He would begin small conversations with small numbers of folks which soon began to become a small crowd. At some point, he would pull back from the crowd and close his eyes and become quiet.

At that point, a reverent but expectant hush would fall over the crowd as we waited for the story he was going to tell to connect with him from the universe.


We never had to wait too long but it always felt like an eternity when a broad smile would cross his lips and his eyes would pop open and he would begin:

“Hello! I’m Brother Blue,” he would begin, moving his hands in like a magician, first close to his heart and then out to the crowd which had just as magically become a congregation.

“I’m here to tell a story from the middle of the middle of me to the middle of the middle of you.”

I don’t remember many of the stories he told. That wasn’t the point of telling the story. The story was only told to make a connection, to find a home, a place to live for a while before moving on to the next person who needed that connection.

Brother Blue regarded storytelling as a sacred duty and a path to universal harmony. “When you tell a story, you tell it to all creation,” he once said. “It’s cosmic. It never goes away.”


The other night at dinner, one of the Peregrina who will begin her journey with the rest of us today asked me, “When people ask you to describe The Camino, what do you tell them?”

I’ve been struggling to answer that question and the one which often follows it, “Why are you doing The Camino again?”

I think I have an answer – not THE answer, but AN answer. Here’s the short version:

The Camino is a sacred pilgrimage which is best done in community.

Yes, the pilgrimage ends in Santiago, where legend has it that the remains of St. James (San Iago) were found, but in many ways, the end of The Camino is just the beginning.

That sacred pilgrimage isn’t so much a place but a way. The way. That’s what The Camino means. The way.
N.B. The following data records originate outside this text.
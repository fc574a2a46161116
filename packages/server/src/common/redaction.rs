//! Content-addressed masking of personal identifiers.
//!
//! Every match becomes `[<label>:<fp>]`, where `fp` is the first 8 hex
//! characters of the SHA-256 of the matched text. The same input always yields
//! the same placeholder, so redacted text stays comparable across requests.

use lazy_static::lazy_static;
use regex::Regex;
use serde::Serialize;
use sha2::{Digest, Sha256};

lazy_static! {
    static ref EMAIL_REGEX: Regex =
        Regex::new(r"(?i)[A-Z0-9._%+-]+@[A-Z0-9.-]+\.[A-Z]{2,}").unwrap();

    // Optional country digit, 2-3 digit area code (optionally parenthesised), 3-4 + 4 digits
    static ref PHONE_REGEX: Regex = Regex::new(
        r"\+?[0-9]?[\s.-]?(?:\([0-9]{2,3}\)|[0-9]{2,3})[\s.-]?[0-9]{3,4}[\s.-]?[0-9]{4}"
    ).unwrap();

    // Hex (0x...) or base58 addresses
    static ref WALLET_REGEX: Regex =
        Regex::new(r"0x[a-fA-F0-9]{32,}|[13][a-km-zA-HJ-NP-Z1-9]{25,34}").unwrap();

    static ref LONG_ID_REGEX: Regex = Regex::new(r"\b[0-9]{12,}\b").unwrap();

    static ref PLACEHOLDER_REGEX: Regex =
        Regex::new(r"\[(?:email|phone|wallet|id):[0-9a-f]{8}\]").unwrap();
}

/// Identifier classes, in the order they are applied.
#[derive(Debug, Clone, Copy, PartialEq, Eq)]
pub enum PatternKind {
    Email,
    Phone,
    Wallet,
    LongId,
}

impl PatternKind {
    pub const ALL: [PatternKind; 4] = [
        PatternKind::Email,
        PatternKind::Phone,
        PatternKind::Wallet,
        PatternKind::LongId,
    ];

    pub fn label(self) -> &'static str {
        match self {
            PatternKind::Email => "email",
            PatternKind::Phone => "phone",
            PatternKind::Wallet => "wallet",
            PatternKind::LongId => "id",
        }
    }

    fn regex(self) -> &'static Regex {
        match self {
            PatternKind::Email => &EMAIL_REGEX,
            PatternKind::Phone => &PHONE_REGEX,
            PatternKind::Wallet => &WALLET_REGEX,
            PatternKind::LongId => &LONG_ID_REGEX,
        }
    }
}

#[derive(Debug, Clone, PartialEq, Eq, Serialize)]
pub struct Replacement {
    #[serde(rename = "match")]
    pub matched: String,
    pub replacement: String,
}

#[derive(Debug, Clone, PartialEq, Eq, Serialize)]
pub struct RedactionResult {
    pub redacted: String,
    pub original: String,
    /// In encounter order, pass by pass.
    pub replaced: Vec<Replacement>,
}

impl RedactionResult {
    pub fn count(&self) -> usize {
        self.replaced.len()
    }
}

/// Mask emails, phone numbers, wallet addresses and long numeric ids.
///
/// Each pass runs on the previous pass's output. Matches overlapping an
/// existing placeholder are left alone, so redacting twice is a no-op.
pub fn redact(text: &str) -> RedactionResult {
    let mut replaced = Vec::new();
    let mut redacted = text.to_string();

    for kind in PatternKind::ALL {
        redacted = mask_pass(&redacted, kind, &mut replaced);
    }

    RedactionResult {
        redacted,
        original: text.to_string(),
        replaced,
    }
}

fn mask_pass(input: &str, kind: PatternKind, replaced: &mut Vec<Replacement>) -> String {
    let protected: Vec<(usize, usize)> = PLACEHOLDER_REGEX
        .find_iter(input)
        .map(|m| (m.start(), m.end()))
        .collect();

    let mut out = String::with_capacity(input.len());
    let mut last = 0;

    for m in kind.regex().find_iter(input) {
        if protected
            .iter()
            .any(|&(start, end)| m.start() < end && start < m.end())
        {
            continue;
        }

        let replacement = placeholder(kind, m.as_str());
        out.push_str(&input[last..m.start()]);
        out.push_str(&replacement);
        last = m.end();

        replaced.push(Replacement {
            matched: m.as_str().to_string(),
            replacement,
        });
    }

    out.push_str(&input[last..]);
    out
}

fn placeholder(kind: PatternKind, matched: &str) -> String {
    format!("[{}:{}]", kind.label(), fingerprint(matched))
}

/// First 8 hex characters of the SHA-256 of `value`.
pub fn fingerprint(value: &str) -> String {
    let mut digest = hash_text(value);
    digest.truncate(8);
    digest
}

/// Full hex SHA-256, used as the content hash of a selection.
pub fn hash_text(text: &str) -> String {
    hex::encode(Sha256::digest(text.as_bytes()))
}
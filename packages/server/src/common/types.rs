//! Request validation and the persisted record.

use explain_stream::{ContextLevel, ExplainRequest, Mode, PageMetadata};
use serde::Serialize;
use serde_json::{Map, Value};

/// One rejected field, as reported in a 400 body.
#[derive(Debug, Clone, PartialEq, Eq, Serialize)]
pub struct FieldError {
    pub field: String,
    pub message: String,
}

impl FieldError {
    pub fn new(field: impl Into<String>, message: impl Into<String>) -> Self {
        Self {
            field: field.into(),
            message: message.into(),
        }
    }
}

/// Collects every violation instead of stopping at the first.
#[derive(Debug, Default)]
struct Violations(Vec<FieldError>);

impl Violations {
    fn push(&mut self, field: &str, message: impl Into<String>) {
        self.0.push(FieldError::new(field, message));
    }

    fn required_string(&mut self, object: &Map<String, Value>, field: &str, min_len: usize) -> Option<String> {
        match object.get(field) {
            Some(Value::String(s)) if s.chars().count() >= min_len => Some(s.clone()),
            Some(Value::String(_)) => {
                self.push(field, format!("must be at least {} characters", min_len));
                None
            }
            Some(_) => {
                self.push(field, "expected string");
                None
            }
            None => {
                self.push(field, "required");
                None
            }
        }
    }

    fn optional_string(&mut self, object: &Map<String, Value>, field: &str) -> Option<String> {
        match object.get(field) {
            None | Some(Value::Null) => None,
            Some(Value::String(s)) => Some(s.clone()),
            Some(_) => {
                self.push(field, "expected string");
                None
            }
        }
    }

    fn optional_bool(&mut self, object: &Map<String, Value>, field: &str) -> Option<bool> {
        match object.get(field) {
            None | Some(Value::Null) => None,
            Some(Value::Bool(b)) => Some(*b),
            Some(_) => {
                self.push(field, "expected boolean");
                None
            }
        }
    }

    fn enumerated<T>(
        &mut self,
        object: &Map<String, Value>,
        field: &str,
        variants: &[&str],
        parse: fn(&str) -> Option<T>,
    ) -> Option<T> {
        let value = object.get(field).and_then(Value::as_str).and_then(parse);
        if value.is_none() {
            self.push(field, format!("expected one of: {}", variants.join(", ")));
        }
        value
    }

    fn finish<T>(self, value: Option<T>) -> Result<T, Vec<FieldError>> {
        match value {
            Some(value) if self.0.is_empty() => Ok(value),
            _ => Err(self.0),
        }
    }
}

fn parse_object(body: &[u8]) -> Result<Map<String, Value>, Vec<FieldError>> {
    match serde_json::from_slice::<Value>(body) {
        Ok(Value::Object(object)) => Ok(object),
        Ok(_) => Err(vec![FieldError::new("body", "expected JSON object")]),
        Err(e) => Err(vec![FieldError::new("body", format!("invalid JSON: {}", e))]),
    }
}

/// Parse and validate an explain request body, reporting every violating field.
pub fn parse_explain_request(body: &[u8]) -> Result<ExplainRequest, Vec<FieldError>> {
    let object = parse_object(body)?;
    let mut violations = Violations::default();

    let text = violations.required_string(&object, "text", 1);
    let mode = violations.enumerated(&object, "mode", &Mode::VARIANTS, Mode::parse);
    let context_level = violations.enumerated(
        &object,
        "contextLevel",
        &ContextLevel::VARIANTS,
        ContextLevel::parse,
    );
    let metadata = parse_metadata(object.get("metadata"), &mut violations);
    let redaction_enabled = violations
        .optional_bool(&object, "redactionEnabled")
        .unwrap_or(true);
    let context_snippet = violations.optional_string(&object, "contextSnippet");
    let expanded_context_enabled = violations.optional_bool(&object, "expandedContextEnabled");
    let conversation_id = violations.optional_string(&object, "conversationId");

    let request = match (text, mode, context_level, metadata) {
        (Some(text), Some(mode), Some(context_level), Some(metadata)) => Some(ExplainRequest {
            text,
            mode,
            context_level,
            metadata,
            redaction_enabled,
            context_snippet,
            expanded_context_enabled,
            conversation_id,
        }),
        _ => None,
    };
    violations.finish(request)
}

fn parse_metadata(value: Option<&Value>, violations: &mut Violations) -> Option<PageMetadata> {
    let object = match value {
        Some(Value::Object(object)) => object,
        Some(_) => {
            violations.push("metadata", "expected object");
            return None;
        }
        None => {
            violations.push("metadata", "required");
            return None;
        }
    };

    let mut nested = Violations::default();
    let url = nested.optional_string(object, "url");
    let domain = nested.optional_string(object, "domain");
    let title = nested.optional_string(object, "title");

    if let Some(url) = &url {
        if url::Url::parse(url).is_err() {
            nested.push("url", "invalid url");
        }
    }

    let ok = nested.0.is_empty();
    for error in nested.0 {
        violations.push(&format!("metadata.{}", error.field), error.message);
    }
    ok.then_some(PageMetadata { url, domain, title })
}

/// Follow-up question about an explanation already shown.
#[derive(Debug, Clone, PartialEq)]
pub struct FollowupRequest {
    pub conversation_id: String,
    pub question: String,
    pub prior_answer_json: Value,
    pub original_text: String,
}

impl FollowupRequest {
    pub fn from_json(body: &[u8]) -> Result<Self, Vec<FieldError>> {
        let object = parse_object(body)?;
        let mut violations = Violations::default();

        let conversation_id = violations.required_string(&object, "conversationId", 0);
        let question = violations.required_string(&object, "question", 3);
        let original_text = violations.required_string(&object, "originalText", 1);
        let prior_answer_json = match object.get("priorAnswerJson") {
            Some(value @ Value::Object(_)) => Some(value.clone()),
            _ => {
                violations.push("priorAnswerJson", "expected object");
                None
            }
        };

        let request = match (conversation_id, question, prior_answer_json, original_text) {
            (Some(conversation_id), Some(question), Some(prior_answer_json), Some(original_text)) => {
                Some(FollowupRequest {
                    conversation_id,
                    question,
                    prior_answer_json,
                    original_text,
                })
            }
            _ => None,
        };
        violations.finish(request)
    }
}

/// What gets persisted once an explanation completes.
#[derive(Debug, Clone, PartialEq, Serialize)]
#[serde(rename_all = "camelCase")]
pub struct ExplanationRecord {
    pub user_id: String,
    #[serde(skip_serializing_if = "Option::is_none")]
    pub workspace_id: Option<String>,
    pub mode: Mode,
    pub context_level: ContextLevel,
    pub metadata: PageMetadata,
    pub text_hash: String,
    /// The parsed explanation, or the raw collected text when parsing failed.
    pub response_json: Value,
}
//! In-page explanation panel.

pub mod controller;
pub mod machine;
pub mod surface;

pub use controller::PanelController;
pub use machine::{
    PanelCommand, PanelContent, PanelEvent, PanelMachine, PanelPhase, PanelState, RequestToken,
};
pub use surface::Surface;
It is not even THE way as A way to connect with a part of yourself that is longing to be un-covered or dis-covered or re-covered.

And, I think, the Camino presents you with a way to reconnect with that part of yourself through the sacred stories of your life which will return to you as parables.

That can happen anywhere, I think, when done with intentionality, but it has happened most profoundly for me when I have created a sacred space and walked a sacred path where other faithful pilgrims once traveled.

And that is where Brother Blue comes in.

I think I’m here on this pilgrimage – again, but on a different route, from literally a different angle – to allow those stories I have forgotten or pushed down or ignored to return.

Some of them are painful stories. Some may well be lost to me forever, lived during a time when I was mostly unconscious because if I had been fully aware of the daunting task before me I would have been paralyzed and frozen in fear.


Some of those stories are stories of pain inflicted on me. Other stories are stories of pain I inflicted on others. I’m here to invite them all back ‘home’ – from the middle of the middle of me to the middle of the middle of the cosmos.

I am relying on Brother Blue’s promise that not only are these stories a ‘pathway to universal harmony’ but that “When you tell a story, you tell it to all creation,” he once said. “It’s cosmic. It never goes away.”

I need to re-member, re-cover, and/or dis-cover these stories because, ultimately, this is a journey to forgiveness.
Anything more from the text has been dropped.